The author also mentions WEB DuBois and Booker T Washington within one paragraph of each other, and it is known that they had diametrically opposed philosophies. There is also confused reasoning (about page 105) where he says that "low
scholastic achievement was related to low school funding." It's almost like he doesn't realize that Washington DC exists. Which is: the best-funded District in the entire United states, with the lowest test scores and the largest number of black people.

"The ideologies of white supremacy created a catastrophe. It empowered people with low status and nutrient deficient dysfunctional brains to be violent toward African-Americans."

Yep. He really wrote that.

I think the only thing that I can say about this book that is consonant with more popular books on this topic in that it determines it does not do any harm to eat more vegetables.

Also, the intermittent fasting protocol is in no way inconsistent with what is written in this book, because it does solve the purpose of consuming fewer calories and keeping insulin low for extended periods of time.

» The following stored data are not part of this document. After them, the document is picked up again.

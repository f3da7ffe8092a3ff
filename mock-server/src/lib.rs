use std::{collections::HashMap, sync::Arc};

use axum::{extract::State, routing::post, Json, Router};
use serde::{Deserialize, Serialize};
use serde_json::{json, Map, Value};
use tokio::{net::TcpListener, sync::RwLock};
use tracing::info;
use uuid::Uuid;

pub const DEFAULT_API_KEY: &str = "test-key";

#[derive(Clone, Debug, Serialize, Deserialize, PartialEq, Eq)]
#[serde(rename_all = "camelCase")]
pub struct Rider {
    pub id: Uuid,
    pub rut: String,
    pub name: String,
    pub bus: Option<String>,
    pub updated_by: String,
}

#[derive(Clone, Debug, Serialize, Deserialize, PartialEq, Eq)]
pub struct Bus {
    pub id: String,
    pub name: String,
    pub capacity: u32,
    pub load: u32,
}

/// Inbound envelope. Everything besides the three envelope fields is a
/// parameter of the action.
#[derive(Deserialize)]
pub struct Envelope {
    pub action: String,
    #[serde(rename = "apiKey", default)]
    pub api_key: String,
    #[serde(default)]
    pub email: String,
    #[serde(flatten)]
    pub params: Map<String, Value>,
}

#[derive(Default)]
pub struct Sheet {
    pub riders: HashMap<String, Rider>,
    pub buses: Vec<(String, String, u32)>,
}

impl Sheet {
    pub fn seeded() -> Self {
        Self {
            riders: HashMap::new(),
            buses: vec![
                ("B1".to_string(), "Recorrido Norte".to_string(), 40),
                ("B2".to_string(), "Recorrido Sur".to_string(), 32),
            ],
        }
    }

    fn bus_rows(&self) -> Vec<Bus> {
        self.buses
            .iter()
            .map(|(id, name, capacity)| Bus {
                id: id.clone(),
                name: name.clone(),
                capacity: *capacity,
                load: self
                    .riders
                    .values()
                    .filter(|r| r.bus.as_deref() == Some(id.as_str()))
                    .count() as u32,
            })
            .collect()
    }
}

#[derive(Clone)]
pub struct AppState {
    pub api_key: Arc<str>,
    pub sheet: Arc<RwLock<Sheet>>,
}

pub fn app() -> Router {
    app_with_key(DEFAULT_API_KEY)
}

pub fn app_with_key(api_key: &str) -> Router {
    let state = AppState {
        api_key: Arc::from(api_key),
        sheet: Arc::new(RwLock::new(Sheet::seeded())),
    };
    Router::new().route("/", post(handle)).with_state(state)
}

pub async fn run(listener: TcpListener) -> Result<(), std::io::Error> {
    axum::serve(listener, app()).await
}

pub async fn run_with_key(listener: TcpListener, api_key: &str) -> Result<(), std::io::Error> {
    axum::serve(listener, app_with_key(api_key)).await
}

/// The spreadsheet backend answers every request with 200 and an envelope,
/// whatever the content type.
async fn handle(State(state): State<AppState>, body: String) -> Json<Value> {
    let envelope: Envelope = match serde_json::from_str(&body) {
        Ok(envelope) => envelope,
        Err(_) => return fail("invalid request body"),
    };
    if envelope.api_key != *state.api_key {
        return fail("invalid api key");
    }
    info!(action = %envelope.action, email = %envelope.email, "sheet request");

    match envelope.action.as_str() {
        "ping" => ok(json!({"pong": true, "email": envelope.email})),
        "listBuses" => {
            let sheet = state.sheet.read().await;
            ok(json!(sheet.bus_rows()))
        }
        "getStudent" => {
            let Some(rut) = param_str(&envelope.params, "rut") else {
                return fail("missing rut");
            };
            let sheet = state.sheet.read().await;
            ok(json!(sheet.riders.get(rut)))
        }
        "saveStudent" => save_student(&state, &envelope).await,
        other => fail(&format!("unknown action: {other}")),
    }
}

async fn save_student(state: &AppState, envelope: &Envelope) -> Json<Value> {
    let (Some(rut), Some(name)) = (
        param_str(&envelope.params, "rut"),
        param_str(&envelope.params, "name"),
    ) else {
        return fail("rut and name are required");
    };
    let bus = param_str(&envelope.params, "bus").map(str::to_string);

    let mut sheet = state.sheet.write().await;
    if let Some(bus) = &bus {
        if !sheet.buses.iter().any(|(id, _, _)| id == bus) {
            return fail(&format!("unknown bus: {bus}"));
        }
    }
    let id = sheet.riders.get(rut).map_or_else(Uuid::new_v4, |r| r.id);
    let rider = Rider {
        id,
        rut: rut.to_string(),
        name: name.to_string(),
        bus,
        updated_by: envelope.email.clone(),
    };
    sheet.riders.insert(rider.rut.clone(), rider.clone());
    ok(json!(rider))
}

fn param_str<'a>(params: &'a Map<String, Value>, key: &str) -> Option<&'a str> {
    params.get(key).and_then(Value::as_str).filter(|s| !s.is_empty())
}

fn ok(data: Value) -> Json<Value> {
    Json(json!({"ok": true, "data": data}))
}

fn fail(message: &str) -> Json<Value> {
    Json(json!({"ok": false, "error": message}))
}

#[cfg(test)]
mod tests {
    use super::*;

    #[test]
    fn envelope_collects_params() {
        let env: Envelope = serde_json::from_str(
            r#"{"action":"getStudent","apiKey":"k","email":"a@b.cl","rut":"1-9"}"#,
        )
        .unwrap();
        assert_eq!(env.action, "getStudent");
        assert_eq!(env.api_key, "k");
        assert_eq!(env.params.get("rut"), Some(&json!("1-9")));
        assert!(!env.params.contains_key("action"));
    }

    #[test]
    fn envelope_defaults_key_and_email() {
        let env: Envelope = serde_json::from_str(r#"{"action":"ping"}"#).unwrap();
        assert_eq!(env.api_key, "");
        assert_eq!(env.email, "");
    }

    #[test]
    fn envelope_rejects_missing_action() {
        let result: Result<Envelope, _> = serde_json::from_str(r#"{"apiKey":"k"}"#);
        assert!(result.is_err());
    }

    #[test]
    fn rider_serializes_camel_case() {
        let rider = Rider {
            id: Uuid::nil(),
            rut: "1-9".to_string(),
            name: "Ana".to_string(),
            bus: None,
            updated_by: "a@b.cl".to_string(),
        };
        let json = serde_json::to_value(&rider).unwrap();
        assert_eq!(json["id"], "00000000-0000-0000-0000-000000000000");
        assert_eq!(json["updatedBy"], "a@b.cl");
        assert_eq!(json["bus"], Value::Null);
    }

    #[test]
    fn bus_load_counts_assigned_riders() {
        let mut sheet = Sheet::seeded();
        sheet.riders.insert(
            "1-9".to_string(),
            Rider {
                id: Uuid::nil(),
                rut: "1-9".to_string(),
                name: "Ana".to_string(),
                bus: Some("B2".to_string()),
                updated_by: String::new(),
            },
        );
        let rows = sheet.bus_rows();
        assert_eq!(rows[0].load, 0);
        assert_eq!(rows[1].load, 1);
    }
}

There is a book that just recently came out called Big Fat Surprise, and it directly contradicts what is written in this book with respect to fat consumption. And it doesn't more convincingly than this book.

There are some philosophical questions with this. Furman spends a lot of time trashing the pharmaceutical industry and the fast food industry. But, to be quite Frank, we don't live in Soviet Russia. If you have questions about a healthy diet, then there is no reason you can't walk into a library and check out a book that deals with the subject at length. If people would rather watch American Idol or the Kardashians then attend to their health, I don't know is it the fault of people for being deliberately gullible or the fault of people who know of the existence of that market and take advantage of it.

Verdict: This book is probably not even worth one single dollar. Give it a miss.

Even though there were only 202 pages of prose, and even though it would only have taken me a couple more hours to finish it up.... I stopped this Waste of Trees at page 125 because that was the point in which I decided there was no more to be had from it.

In preference, I would recommend reading "The Obesity Code," by Dr. Jason Fung. And "Big Fat Surprise," by Nina Teichholz.